J'ai déposé 19 amendements devant votre commission. Neuf portent sur des mesures de simplification - sur l'instruction, la gestion des scellés, les procédures... Quatre concernent l'encadrement de fichiers - Fichier judiciaire national automatisé des auteurs d'infractions terroristes (FIJAIT), Traitement d'antécédents judiciaires (TAJ), Fichier national automatisé des empreintes génétiques (FNAEG) - notamment sur l'effacement. Deux portent sur l'administration pénitentiaire et les conditions de détention. Sont aussi prévus le recours à la force publique pour faire comparaître une personne mise en cause, et des peines complémentaires en matière d'association de malfaiteurs ou de financement du terrorisme.

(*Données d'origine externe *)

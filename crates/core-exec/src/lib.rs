//! Per-node execution: deciding whether a node is out of date (§4.7) and
//! running the commands that bring it up to date (§4.10).

pub mod oracle;
pub mod runner;

pub use oracle::is_oodate;
pub use runner::{Job, JobResult, JobRunner, Token, TokenPool};

use thiserror::Error;

/// Errors surfaced while preparing a node for dispatch, as opposed to a
/// command's own exit status (which is reported through [`JobResult`]
/// instead of this type — the original engine never treats a failing
/// recipe as a Rust-level error, only as a build failure).
#[derive(Debug, Error)]
pub enum ExecError {
    #[error("no shell available to run commands for `{target}`")]
    NoShell { target: String },
}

Nous avons donc trois orientations : modernisation de la procédure pénale, simplification, accroissement des garanties du justiciable. Nous souhaitons renforcer la place du contradictoire. Depuis vingt ans, les enquêtes dirigées par le procureur de la République sont de plus en plus nombreuses, comparativement à celles dirigées par le juge d'instruction. Or, l'avocat est moins présent au cours de la procédure et il n'y a pas de contradictoire - accès au dossier, faculté de produire des observations... Si cette situation ne pose pas de difficulté dans les affaires les plus simples où les faits sont reconnus, elle est moins satisfaisante dans le cas d'une enquête approfondie. Renforçons donc le contradictoire, la présence de l'avocat dans la procédure, les possibilités de recours. Le justiciable ou l'avocat pourront avoir accès au dossier avant l'engagement des poursuites ; la présence de l'avocat sera garantie lors des reconstitutions et des séances d'identification des suspects ; les personnes en garde à vue auront un droit de communication avec les tiers sauf incompatibilité avec l'enquête ; il sera possible d'exercer un recours en l'absence de réponse à une demande dans un délai de deux mois. Cela confortera l'équilibre entre police administrative et police judiciaire, entre les magistrats du parquet et ceux du siège, et entre le parquet et la police judiciaire.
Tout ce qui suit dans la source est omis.